Longitudinal Integrated Clerkships (CLIC, www.clicmeded.com) adalah jaringan
sekolah kedokteran yang berkomitmen terhadap pendekatan kontinuitas ini untuk
pendidikan kedokteran, yang sedang dilaksanakan dengan menggunakan berbagai
pendekatan berbeda di seluruh dunia (Worley et. al., 2016).
CBME juga merupakan kesempatan yang sangat baik bagi siswa untuk
mengamati peran dokter di luar klinik, baik dalam hal tanggung jawab profesional
lebih lanjut, seperti pendidikan kesehatan masyarakat, dan dalam hal bagaimana
seorang dokter berdampak pada keluarga mereka dan kehidupan sosial di
komunitas itu . Ini paling baik dipelajari jika siswa tersebut adalah penduduk di
masyarakat.
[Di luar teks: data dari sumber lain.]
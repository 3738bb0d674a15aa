//! Unit tests for the BookmarkPipeline.
//!
//! The network collaborator is replaced with a scripted fetcher that records
//! every invocation, so cache behavior and fallback synthesis can be
//! asserted without touching the network.

use std::collections::HashMap;
use std::sync::{Arc, Mutex};

use async_trait::async_trait;
use url::Url;

use linkboard::config::FALLBACK_IMAGE;
use linkboard::managers::bookmark_pipeline::BookmarkPipeline;
use linkboard::services::cache_store::CacheStore;
use linkboard::services::page_fetcher::PageFetcherTrait;
use linkboard::services::storage::MemoryStore;
use linkboard::types::bookmark::{Bookmark, CacheEntry};
use linkboard::types::errors::{FetchError, PipelineError};

const WEEK_MS: i64 = 7 * 24 * 60 * 60 * 1000;

/// Scripted response for one URL.
enum Scripted {
    Html(String),
    Status(u16),
    Timeout,
}

/// Fetcher double that serves scripted responses and records every call.
struct ScriptedFetcher {
    responses: HashMap<String, Scripted>,
    calls: Mutex<Vec<String>>,
}

impl ScriptedFetcher {
    fn new(responses: Vec<(&str, Scripted)>) -> Self {
        Self {
            responses: responses
                .into_iter()
                .map(|(url, scripted)| (url.to_string(), scripted))
                .collect(),
            calls: Mutex::new(Vec::new()),
        }
    }

    fn calls(&self) -> Vec<String> {
        self.calls.lock().unwrap().clone()
    }

    fn call_count(&self) -> usize {
        self.calls.lock().unwrap().len()
    }
}

#[async_trait]
impl PageFetcherTrait for ScriptedFetcher {
    async fn fetch_page(&self, url: &Url) -> Result<String, FetchError> {
        self.calls.lock().unwrap().push(url.as_str().to_string());
        match self.responses.get(url.as_str()) {
            Some(Scripted::Html(html)) => Ok(html.clone()),
            Some(Scripted::Status(code)) => Err(FetchError::Status(*code)),
            Some(Scripted::Timeout) => Err(FetchError::Timeout(5_000)),
            None => Err(FetchError::Transport("no scripted response".to_string())),
        }
    }
}

fn page(title: &str) -> Scripted {
    Scripted::Html(format!(
        "<html><head><title>{}</title></head><body></body></html>",
        title
    ))
}

fn setup(
    responses: Vec<(&str, Scripted)>,
) -> (BookmarkPipeline, Arc<ScriptedFetcher>, CacheStore) {
    let fetcher = Arc::new(ScriptedFetcher::new(responses));
    let cache = CacheStore::new(Arc::new(MemoryStore::new()), WEEK_MS);
    let pipeline = BookmarkPipeline::new(fetcher.clone(), cache.clone());
    (pipeline, fetcher, cache)
}

fn cached_bookmark(title: &str, link: &str) -> Bookmark {
    Bookmark {
        title: title.to_string(),
        short_description: format!("Visit {}", title),
        long_description: format!("Explore more at {}", title),
        preview: "https://example.com/cached.png".to_string(),
        link: link.to_string(),
        domain: "example.com".to_string(),
    }
}

#[tokio::test]
async fn test_run_yields_one_bookmark_per_valid_url_in_input_order() {
    let (pipeline, fetcher, _cache) = setup(vec![
        ("https://example.com/b", page("Bravo")),
        ("https://example.com/a", page("Alpha")),
        ("https://example.com/c", page("Charlie")),
    ]);

    let list = "https://example.com/b\nhttps://example.com/a\nhttps://example.com/c\n";
    let bookmarks = pipeline.run(list).await.unwrap();

    let titles: Vec<&str> = bookmarks.iter().map(|b| b.title.as_str()).collect();
    assert_eq!(titles, vec!["Bravo", "Alpha", "Charlie"]);
    let links: Vec<&str> = bookmarks.iter().map(|b| b.link.as_str()).collect();
    assert_eq!(
        links,
        vec![
            "https://example.com/b",
            "https://example.com/a",
            "https://example.com/c"
        ]
    );
    assert_eq!(fetcher.call_count(), 3);
}

#[tokio::test]
async fn test_invalid_and_blank_lines_are_dropped() {
    let (pipeline, fetcher, _cache) = setup(vec![("https://example.com/ok", page("Ok"))]);

    let list = "\n   \nnot a url\nhttps://example.com/ok\nftp-ish nonsense\n";
    let bookmarks = pipeline.run(list).await.unwrap();

    assert_eq!(bookmarks.len(), 1);
    assert_eq!(bookmarks[0].title, "Ok");
    assert_eq!(fetcher.calls(), vec!["https://example.com/ok"]);
}

#[tokio::test]
async fn test_run_fails_fast_when_no_valid_urls_survive() {
    let (pipeline, fetcher, _cache) = setup(vec![]);

    let result = pipeline.run("not a url\n\nanother bad line").await;
    assert!(matches!(result, Err(PipelineError::NoValidUrls)));
    assert_eq!(fetcher.call_count(), 0);
}

#[tokio::test]
async fn test_fresh_cache_hit_reuses_stored_bookmark_without_fetching() {
    let (pipeline, fetcher, cache) = setup(vec![]);
    let stored = cached_bookmark("Cached Title", "https://example.com/hit");
    cache
        .replace_all(&[CacheEntry {
            url: "https://example.com/hit".to_string(),
            timestamp: CacheStore::now_ms(),
            data: stored.clone(),
        }])
        .unwrap();

    let bookmarks = pipeline.run("https://example.com/hit").await.unwrap();

    assert_eq!(bookmarks, vec![stored]);
    assert_eq!(fetcher.call_count(), 0);
}

#[tokio::test]
async fn test_expired_entry_is_refetched_exactly_once() {
    let (pipeline, fetcher, cache) = setup(vec![("https://example.com/stale", page("New Title"))]);
    cache
        .replace_all(&[CacheEntry {
            url: "https://example.com/stale".to_string(),
            timestamp: CacheStore::now_ms() - WEEK_MS - 60_000,
            data: cached_bookmark("Old Title", "https://example.com/stale"),
        }])
        .unwrap();

    let bookmarks = pipeline.run("https://example.com/stale").await.unwrap();

    assert_eq!(bookmarks[0].title, "New Title");
    assert_eq!(fetcher.calls(), vec!["https://example.com/stale"]);
}

#[tokio::test]
async fn test_timeout_yields_hostname_fallback_record() {
    let (pipeline, _fetcher, _cache) =
        setup(vec![("https://slow.example.org/page", Scripted::Timeout)]);

    let bookmarks = pipeline.run("https://slow.example.org/page").await.unwrap();

    assert_eq!(bookmarks.len(), 1);
    let fallback = &bookmarks[0];
    assert_eq!(fallback.title, "slow.example.org");
    assert_eq!(fallback.short_description, "Visit slow.example.org");
    assert_eq!(fallback.long_description, "Explore more at slow.example.org");
    assert_eq!(fallback.preview, FALLBACK_IMAGE);
    assert_eq!(fallback.domain, "slow.example.org");
}

#[tokio::test]
async fn test_one_failure_never_aborts_the_run() {
    let (pipeline, _fetcher, _cache) = setup(vec![
        ("https://example.com/good", page("Good")),
        ("https://example.com/bad", Scripted::Status(500)),
        ("https://example.com/also-good", page("Also Good")),
    ]);

    let list = "https://example.com/good\nhttps://example.com/bad\nhttps://example.com/also-good";
    let bookmarks = pipeline.run(list).await.unwrap();

    assert_eq!(bookmarks.len(), 3);
    assert_eq!(bookmarks[0].title, "Good");
    assert_eq!(bookmarks[1].title, "example.com");
    assert_eq!(bookmarks[1].preview, FALLBACK_IMAGE);
    assert_eq!(bookmarks[2].title, "Also Good");
}

#[tokio::test]
async fn test_domain_strips_leading_www() {
    let (pipeline, _fetcher, _cache) =
        setup(vec![("https://www.example.com/page", page("Page"))]);

    let bookmarks = pipeline.run("https://www.example.com/page").await.unwrap();
    assert_eq!(bookmarks[0].domain, "example.com");
}

#[tokio::test]
async fn test_cache_is_rewritten_with_fresh_timestamps_for_every_url() {
    let (pipeline, _fetcher, cache) = setup(vec![
        ("https://example.com/a", page("A")),
        ("https://example.com/b", Scripted::Status(404)),
    ]);

    let before = CacheStore::now_ms();
    pipeline
        .run("https://example.com/a\nhttps://example.com/b")
        .await
        .unwrap();

    let entries = cache.load();
    assert_eq!(entries.len(), 2);
    for entry in &entries {
        assert!(entry.timestamp >= before);
        assert!(cache.is_fresh(entry));
    }
    // Fallback records are cached too, so failures are not retried until
    // the entry expires.
    let failed = CacheStore::find_by_url(&entries, "https://example.com/b").unwrap();
    assert_eq!(failed.data.preview, FALLBACK_IMAGE);
}

#[tokio::test]
async fn test_cache_hits_are_rewritten_with_refreshed_timestamps() {
    let (pipeline, fetcher, cache) = setup(vec![]);
    let old_timestamp = CacheStore::now_ms() - WEEK_MS / 2;
    cache
        .replace_all(&[CacheEntry {
            url: "https://example.com/hit".to_string(),
            timestamp: old_timestamp,
            data: cached_bookmark("Cached", "https://example.com/hit"),
        }])
        .unwrap();

    pipeline.run("https://example.com/hit").await.unwrap();

    let entries = cache.load();
    assert_eq!(entries.len(), 1);
    assert!(entries[0].timestamp > old_timestamp);
    assert_eq!(entries[0].data.title, "Cached");
    assert_eq!(fetcher.call_count(), 0);
}

#[tokio::test]
async fn test_clear_then_rerun_refetches_and_repersists() {
    let list = "https://example.com/a";
    let (pipeline, fetcher, cache) = setup(vec![("https://example.com/a", page("A"))]);

    pipeline.run(list).await.unwrap();
    assert_eq!(fetcher.call_count(), 1);

    cache.clear().unwrap();
    assert!(cache.load().is_empty());

    pipeline.run(list).await.unwrap();
    assert_eq!(fetcher.call_count(), 2);
    let entries = cache.load();
    assert_eq!(entries.len(), 1);
    assert!(cache.is_fresh(&entries[0]));
}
Sangat penting untuk menemukan akomodasi bagi siswa yang akan
mendukung pengalaman sebagai pengalaman yang positif. Dalam hal ini, perencana
kurikulum harus memperhatikan meningkatnya jumlah siswa yang memiliki
pasangan dan anak-anak. Pengalaman komunitas dapat digunakan oleh seluruh
keluarga untuk menentukan manfaat dan kerugian hidup dan bekerja di komunitas
tersebut setelah lulus, tetapi ini membutuhkan biaya tambahan yang signifikan.
Sen Gupta et al. (2009) mengartikulasikan tiga persyaratan penting untuk
CBME untuk berhasil: akomodasi siswa dan ruang pengajaran, guru klinis
berkomitmen, dan beban kasus yang sesuai. Satu faktor tambahan yang penting
untuk diperhatikan adalah keselamatan siswa. Ini mungkin memerlukan mendidik
siswa tentang masalah perjalanan yang aman, dengan hati-hati mengelola risiko
fisik kepada siswa di masyarakat di mana kekerasan merupakan masalah yang
signifikan, mengelola risiko bagi siswa yang terpapar dengan penyakit menular
seperti HIV, dan membantu siswa untuk menghadapi isolasi relatif, perubahan
budaya dan, bagi sebagian orang, tinggal jauh dari rumah untuk pertama kalinya.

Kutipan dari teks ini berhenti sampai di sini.